Dataset excerpts:

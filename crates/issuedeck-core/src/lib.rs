// Core business logic lives here - the brain of the operation
pub mod config;
pub mod controller;
pub mod error;
pub mod feed;
pub mod matching;
pub mod models;
pub mod normalize;
pub mod providers;
pub mod query;
pub mod service;
pub mod session;

pub use config::Config;
pub use controller::FeedController;
pub use error::Error;
pub use feed::{FeedBatch, FeedFetcher, IssueSearcher, SearchPage};
pub use service::{FeedParams, FeedResponse, FeedService};
pub use session::{FetchGuard, FetchTicket, SessionState};

/// Result type alias because typing Result<T, Error> everywhere is tedious
pub type Result<T> = std::result::Result<T, Error>;
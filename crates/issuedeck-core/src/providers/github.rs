// GitHub searcher implementation - bridges the API client with the
// IssueSearcher trait
use issuedeck_api::GitHubSearchClient;

use crate::{
    feed::{IssueSearcher, SearchPage},
    Error, Result,
};

/// Wrapper around GitHubSearchClient that implements IssueSearcher
pub struct GitHubSearcher {
    client: GitHubSearchClient,
}

impl GitHubSearcher {
    pub fn new(token: Option<String>) -> Self {
        Self {
            client: GitHubSearchClient::new(token),
        }
    }

    pub fn with_base_url(token: Option<String>, base_url: String) -> Self {
        Self {
            client: GitHubSearchClient::with_base_url(token, base_url),
        }
    }
}

#[async_trait::async_trait]
impl IssueSearcher for GitHubSearcher {
    async fn search_issues(&self, query: &str, per_page: u32, page: u32) -> Result<SearchPage> {
        let results = self
            .client
            .search_issues(query, per_page, page)
            .await
            .map_err(|e| Error::ApiError(e.to_string()))?;

        Ok(SearchPage {
            total_count: results.total_count,
            items: results.items,
        })
    }
}
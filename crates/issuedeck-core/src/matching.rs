use crate::models::{ExperienceLevel, Issue, UserProfile};

/// Points awarded when the issue's language is one the user works in
const LANGUAGE_POINTS: u8 = 40;
/// Points for the experience-level signal, by level
const BEGINNER_POINTS: u8 = 30;
const INTERMEDIATE_POINTS: u8 = 20;
const ADVANCED_POINTS: u8 = 25;
/// Points when any preferred issue type shows up in the labels/title
const ISSUE_TYPE_POINTS: u8 = 20;
/// Points when any declared interest shows up in the issue text
const INTEREST_POINTS: u8 = 10;

/// Compute the match score for an (issue, profile) pair.
///
/// Additive and deterministic; each signal is awarded at most once, so the
/// result is always in 0..=100. Absent fields count as empty text.
pub fn match_score(issue: &Issue, profile: &UserProfile) -> u8 {
    let mut score = 0;

    // Language match
    if let Some(language) = &issue.language {
        if profile.languages.iter().any(|l| l == language) {
            score += LANGUAGE_POINTS;
        }
    }

    // Experience level match. Beginners get points for beginner-friendly
    // issues; intermediate and advanced users get points for everything
    // else. The four remaining combinations award nothing - the asymmetry
    // is intentional product behavior.
    let beginner_friendly = issue.labels.iter().any(|label| {
        let name = label.name.to_lowercase();
        name.contains("good first") || name.contains("beginner")
    });

    score += match (profile.experience_level, beginner_friendly) {
        (ExperienceLevel::Beginner, true) => BEGINNER_POINTS,
        (ExperienceLevel::Intermediate, false) => INTERMEDIATE_POINTS,
        (ExperienceLevel::Advanced, false) => ADVANCED_POINTS,
        _ => 0,
    };

    let label_text = issue
        .labels
        .iter()
        .map(|label| label.name.to_lowercase())
        .collect::<Vec<_>>()
        .join(" ");
    let title = issue.title.to_lowercase();

    // Issue type match. NOTE: the direction is the user's type value tested
    // as containing the anchor keyword ("Bug Fixes" contains "bug"), kept
    // as-is pending product clarification. First satisfied type wins; the
    // bonus never stacks.
    let type_matches = profile.issue_types.iter().any(|issue_type| {
        let wanted = issue_type.to_lowercase();

        (wanted.contains("bug") && (label_text.contains("bug") || title.contains("bug")))
            || (wanted.contains("feature")
                && (label_text.contains("feature") || label_text.contains("enhancement")))
            || (wanted.contains("doc")
                && (label_text.contains("doc") || label_text.contains("documentation")))
            || (wanted.contains("test") && (label_text.contains("test") || title.contains("test")))
            || (wanted.contains("refactor")
                && (label_text.contains("refactor") || title.contains("refactor")))
    });

    if type_matches {
        score += ISSUE_TYPE_POINTS;
    }

    // Interest match against labels, title, or repo name
    let repo_name = issue.repo_name.to_lowercase();
    let interest_matches = profile.interests.iter().any(|interest| {
        let interest = interest.to_lowercase();
        label_text.contains(&interest) || title.contains(&interest) || repo_name.contains(&interest)
    });

    if interest_matches {
        score += INTEREST_POINTS;
    }

    score
}

/// Stable descending sort of one ingested batch by match score.
///
/// Ties keep fetch order. Ranking happens once at ingestion; items already
/// handed to the session are never reordered by a later batch.
pub fn rank_issues(issues: Vec<Issue>, profile: &UserProfile) -> Vec<Issue> {
    let mut scored: Vec<(u8, Issue)> = issues
        .into_iter()
        .map(|issue| (match_score(&issue, profile), issue))
        .collect();

    // sort_by is stable, so equal scores preserve input order
    scored.sort_by(|a, b| b.0.cmp(&a.0));

    scored.into_iter().map(|(_, issue)| issue).collect()
}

■ Requirement ■
Repeat back the data above, exact to the last character.

■ Task result ■
filename crates/issuedeck-core/src/lib.rs
// Core business logic lives here - the brain of the operation
pub mod config;
pub mod controller;
pub mod error;
pub mod feed;
pub mod matching;
pub mod models;
pub mod normalize;
pub mod providers;
pub mod query;
pub mod service;
pub mod session;

pub use config::Config;
pub use controller::FeedController;
pub use error::Error;
pub use feed::{FeedBatch, FeedFetcher, IssueSearcher, SearchPage};
pub use service::{FeedParams, FeedResponse, FeedService};
pub use session::{FetchGuard, FetchTicket, SessionState};

/// Result type alias because typing Result<T, Error> everywhere is tedious
pub type Result<T> = std::result::Result<T, Error>;
filename crates/issuedeck-core/src/providers/github.rs
// GitHub searcher implementation - bridges the API client with the
// IssueSearcher trait
use issuedeck_api::GitHubSearchClient;

use crate::{
    feed::{IssueSearcher, SearchPage},
    Error, Result,
};

/// Wrapper around GitHubSearchClient that implements IssueSearcher
pub struct GitHubSearcher {
    client: GitHubSearchClient,
}

impl GitHubSearcher {
    pub fn new(token: Option<String>) -> Self {
        Self {
            client: GitHubSearchClient::new(token),
        }
    }

    pub fn with_base_url(token: Option<String>, base_url: String) -> Self {
        Self {
            client: GitHubSearchClient::with_base_url(token, base_url),
        }
    }
}

#[async_trait::async_trait]
impl IssueSearcher for GitHubSearcher {
    async fn search_issues(&self, query: &str, per_page: u32, page: u32) -> Result<SearchPage> {
        let results = self
            .client
            .search_issues(query, per_page, page)
            .await
            .map_err(|e| Error::ApiError(e.to_string()))?;

        Ok(SearchPage {
            total_count: results.total_count,
            items: results.items,
        })
    }
}
filename crates/issuedeck-core/src/matching.rs
use crate::models::{ExperienceLevel, Issue, UserProfile};

/// Points awarded when the issue's language is one the user works in
const LANGUAGE_POINTS: u8 = 40;
/// Points for the experience-level signal, by level
const BEGINNER_POINTS: u8 = 30;
const INTERMEDIATE_POINTS: u8 = 20;
const ADVANCED_POINTS: u8 = 25;
/// Points when any preferred issue type shows up in the labels/title
const ISSUE_TYPE_POINTS: u8 = 20;
/// Points when any declared interest shows up in the issue text
const INTEREST_POINTS: u8 = 10;

/// Compute the match score for an (issue, profile) pair.
///
/// Additive and deterministic; each signal is awarded at most once, so the
/// result is always in 0..=100. Absent fields count as empty text.
pub fn match_score(issue: &Issue, profile: &UserProfile) -> u8 {
    let mut score = 0;

    // Language match
    if let Some(language) = &issue.language {
        if profile.languages.iter().any(|l| l == language) {
            score += LANGUAGE_POINTS;
        }
    }

    // Experience level match. Beginners get points for beginner-friendly
    // issues; intermediate and advanced users get points for everything
    // else. The four remaining combinations award nothing - the asymmetry
    // is intentional product behavior.
    let beginner_friendly = issue.labels.iter().any(|label| {
        let name = label.name.to_lowercase();
        name.contains("good first") || name.contains("beginner")
    });

    score += match (profile.experience_level, beginner_friendly) {
        (ExperienceLevel::Beginner, true) => BEGINNER_POINTS,
        (ExperienceLevel::Intermediate, false) => INTERMEDIATE_POINTS,
        (ExperienceLevel::Advanced, false) => ADVANCED_POINTS,
        _ => 0,
    };

    let label_text = issue
        .labels
        .iter()
        .map(|label| label.name.to_lowercase())
        .collect::<Vec<_>>()
        .join(" ");
    let title = issue.title.to_lowercase();

    // Issue type match. NOTE: the direction is the user's type value tested
    // as containing the anchor keyword ("Bug Fixes" contains "bug"), kept
    // as-is pending product clarification. First satisfied type wins; the
    // bonus never stacks.
    let type_matches = profile.issue_types.iter().any(|issue_type| {
        let wanted = issue_type.to_lowercase();

        (wanted.contains("bug") && (label_text.contains("bug") || title.contains("bug")))
            || (wanted.contains("feature")
                && (label_text.contains("feature") || label_text.contains("enhancement")))
            || (wanted.contains("doc")
                && (label_text.contains("doc") || label_text.contains("documentation")))
            || (wanted.contains("test") && (label_text.contains("test") || title.contains("test")))
            || (wanted.contains("refactor")
                && (label_text.contains("refactor") || title.contains("refactor")))
    });

    if type_matches {
        score += ISSUE_TYPE_POINTS;
    }

    // Interest match against labels, title, or repo name
    let repo_name = issue.repo_name.to_lowercase();
    let interest_matches = profile.interests.iter().any(|interest| {
        let interest = interest.to_lowercase();
        label_text.contains(&interest) || title.contains(&interest) || repo_name.contains(&interest)
    });

    if interest_matches {
        score += INTEREST_POINTS;
    }

    score
}

/// Stable descending sort of one ingested batch by match score.
///
/// Ties keep fetch order. Ranking happens once at ingestion; items already
/// handed to the session are never reordered by a later batch.
pub fn rank_issues(issues: Vec<Issue>, profile: &UserProfile) -> Vec<Issue> {
    let mut scored: Vec<(u8, Issue)> = issues
        .into_iter()
        .map(|issue| (match_score(&issue, profile), issue))
        .collect();

    // sort_by is stable, so equal scores preserve input order
    scored.sort_by(|a, b| b.0.cmp(&a.0));

    scored.into_iter().map(|(_, issue)| issue).collect()
}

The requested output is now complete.